As mentioned by the retired U.S. intelligence officer David Shedd, former Deputy Director of the Defense Intelligence Agency (DIA): ”Every successful military plan and operation relies on intelligence.”1 The vast, and quickly growing, amount of data available to analysts from all intelligence sources as well as the quicker pace that intelligence products are required today has created numerous data processing and analysis (as well as classification and compartmentalization of intelligence products amongst Nations) challenges. Given technology developments in all ranges of autonomous systems:
• Human-In-The-Loop (HIL) or Semi-autonomous Systems (Under control or supervision of human operator and are not allowed to implement their critical algorithms outputs (decisions) without approval),
• Human-on-the-loop (HOL) or Supervised-Autonomous Systems –Allowed to implement their decisions; but the human operator has override rights to stop or change performed actions in case of error/failure,
• Human-out-of-the-loop (HOOL) or Fully Autonomous Systems – Implement their decisions without human operator approval; act according to their programming, but are not restricted by any external intervention,
it is important to explore their potential in all areas. As autonomy “at rest” technologies become more mature, it is important to explore the potential of this technology in the context of intelligence.
Analysis of the potential of the different autonomy levels in the four phases of the intelligence cycle (Direction, Collection, Processing and Dissemination). In particular which level of autonomy is required and desirable in a given context, for instance:
o Direction: can autonomy help to develop the necessary intelligence requirements given the mission goals?
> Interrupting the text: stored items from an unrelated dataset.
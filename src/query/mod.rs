//! SQL file queries.
//!
//! A [`Query`] wraps one source file and its template values. The source file
//! is never modified. Derived values are computed on first access and cached
//! for the lifetime of the query:
//!
//! - [`Query::interpolated`] reads the file and resolves placeholders,
//! - [`Query::executable_str`] normalizes that text into one line,
//! - [`Query::result`] executes the statement. This hits the database, so
//!   the first call is not free.

pub mod executor;

pub use executor::{ExecutionResult, QueryExecutor};

use std::fmt;
use std::io::{self, Write};
use std::path::{Path, PathBuf};
use std::sync::{Arc, OnceLock};
use tokio::sync::OnceCell;

use crate::db::DatabaseClient;
use crate::error::Result;
use crate::report;
use crate::sql::{interpolate, normalize, TemplateVars};

/// A SQL statement loaded from a file.
pub struct Query {
    source: PathBuf,
    name: String,
    template_vars: TemplateVars,
    client: Arc<dyn DatabaseClient>,
    interpolated: OnceLock<String>,
    executable_str: OnceLock<String>,
    result: OnceCell<ExecutionResult>,
}

impl Query {
    /// Creates a query for `source`, executed on `client` when needed.
    pub fn new(
        source: impl Into<PathBuf>,
        template_vars: TemplateVars,
        client: Arc<dyn DatabaseClient>,
    ) -> Self {
        let source = source.into();
        let name = source
            .file_stem()
            .map(|stem| stem.to_string_lossy().into_owned())
            .unwrap_or_default();

        Self {
            source,
            name,
            template_vars,
            client,
            interpolated: OnceLock::new(),
            executable_str: OnceLock::new(),
            result: OnceCell::new(),
        }
    }

    /// Path of the source file.
    pub fn source(&self) -> &Path {
        &self.source
    }

    /// Source file name without its extension.
    pub fn name(&self) -> &str {
        &self.name
    }

    /// Template values substituted into the source.
    pub fn template_vars(&self) -> &TemplateVars {
        &self.template_vars
    }

    /// Source text with placeholders resolved and unresolved lines removed.
    pub fn interpolated(&self) -> Result<&str> {
        if let Some(text) = self.interpolated.get() {
            return Ok(text.as_str());
        }
        let raw = std::fs::read_to_string(&self.source)?;
        let text = interpolate(&raw, &self.template_vars);
        Ok(self.interpolated.get_or_init(|| text).as_str())
    }

    /// Single-line statement sent to the database.
    pub fn executable_str(&self) -> Result<&str> {
        if let Some(sql) = self.executable_str.get() {
            return Ok(sql.as_str());
        }
        let sql = normalize(self.interpolated()?);
        Ok(self.executable_str.get_or_init(|| sql).as_str())
    }

    /// Result of executing the statement. Executes it on first call.
    pub async fn result(&self) -> Result<&ExecutionResult> {
        self.result
            .get_or_try_init(|| async move {
                let sql = self.executable_str()?;
                QueryExecutor::new(self.client.as_ref()).execute(sql).await
            })
            .await
    }

    /// Writes the report and CSV export, executing the statement if needed.
    ///
    /// Returns `(report_path, export_path)`; see [`report::write`].
    pub async fn export(&self, destination: Option<&Path>) -> Result<(PathBuf, PathBuf)> {
        let result = self.result().await?;
        report::write(&self.source, result, destination)
    }

    /// Prints the statement and its results to standard output.
    pub async fn display(&self) -> Result<()> {
        let mut buf = Vec::new();
        self.display_to(&mut buf).await?;
        io::stdout().lock().write_all(&buf)?;
        Ok(())
    }

    /// Writes the display output of [`Query::display`] to `out`.
    pub async fn display_to<W: Write>(&self, out: &mut W) -> Result<()> {
        let result = self.result().await?;

        writeln!(out, "source: {}", self.source.display())?;
        writeln!(out, "sql: {}", self.executable_str()?)?;
        writeln!(
            out,
            "execution time: {}",
            report::format_duration(result.duration)
        )?;
        writeln!(out, "rows count: {}", result.row_count())?;
        writeln!(out, "columns: ({})", result.column_names.join(", "))?;
        for row in &result.rows {
            let values: Vec<String> = row.iter().map(|v| v.to_display_string()).collect();
            writeln!(out, "({})", values.join(", "))?;
        }
        Ok(())
    }
}

impl fmt::Debug for Query {
    fn fmt(&self, f: &mut fmt::Formatter<'_>) -> fmt::Result {
        f.debug_struct("Query")
            .field("source", &self.source)
            .field("name", &self.name)
            .field("template_vars", &self.template_vars)
            .field("interpolated", &self.interpolated.get())
            .field("executable_str", &self.executable_str.get())
            .field("result", &self.result.get())
            .finish_non_exhaustive()
    }
}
o Collection and Processing:
• Fusion of data from multiple sources that takes into account “data triangularization” (cross-checking of all sources of data) to reduce deception
• Processing of data that include Anomaly detection/pattern recognition as well as classification of intel products
o Dissemination: Can autonomy help with interoperability of data sharing and fusion within NATO – security is the key issue in this process
• Mapping of the nature of the teaming relationship required to be established in the intelligence processes – where is the human in the process and where is the machine in the process?
• Development and execution (with operators) of a CDAG to develop new intelligence autonomy concepts and to explore and analyse the potential of autonomy in its different levels in the intelligence cycle.
• The activity will focus on the intelligence process and implementation methodologies so as to avoid getting into classified areas. The activity will remain at the unclassified level.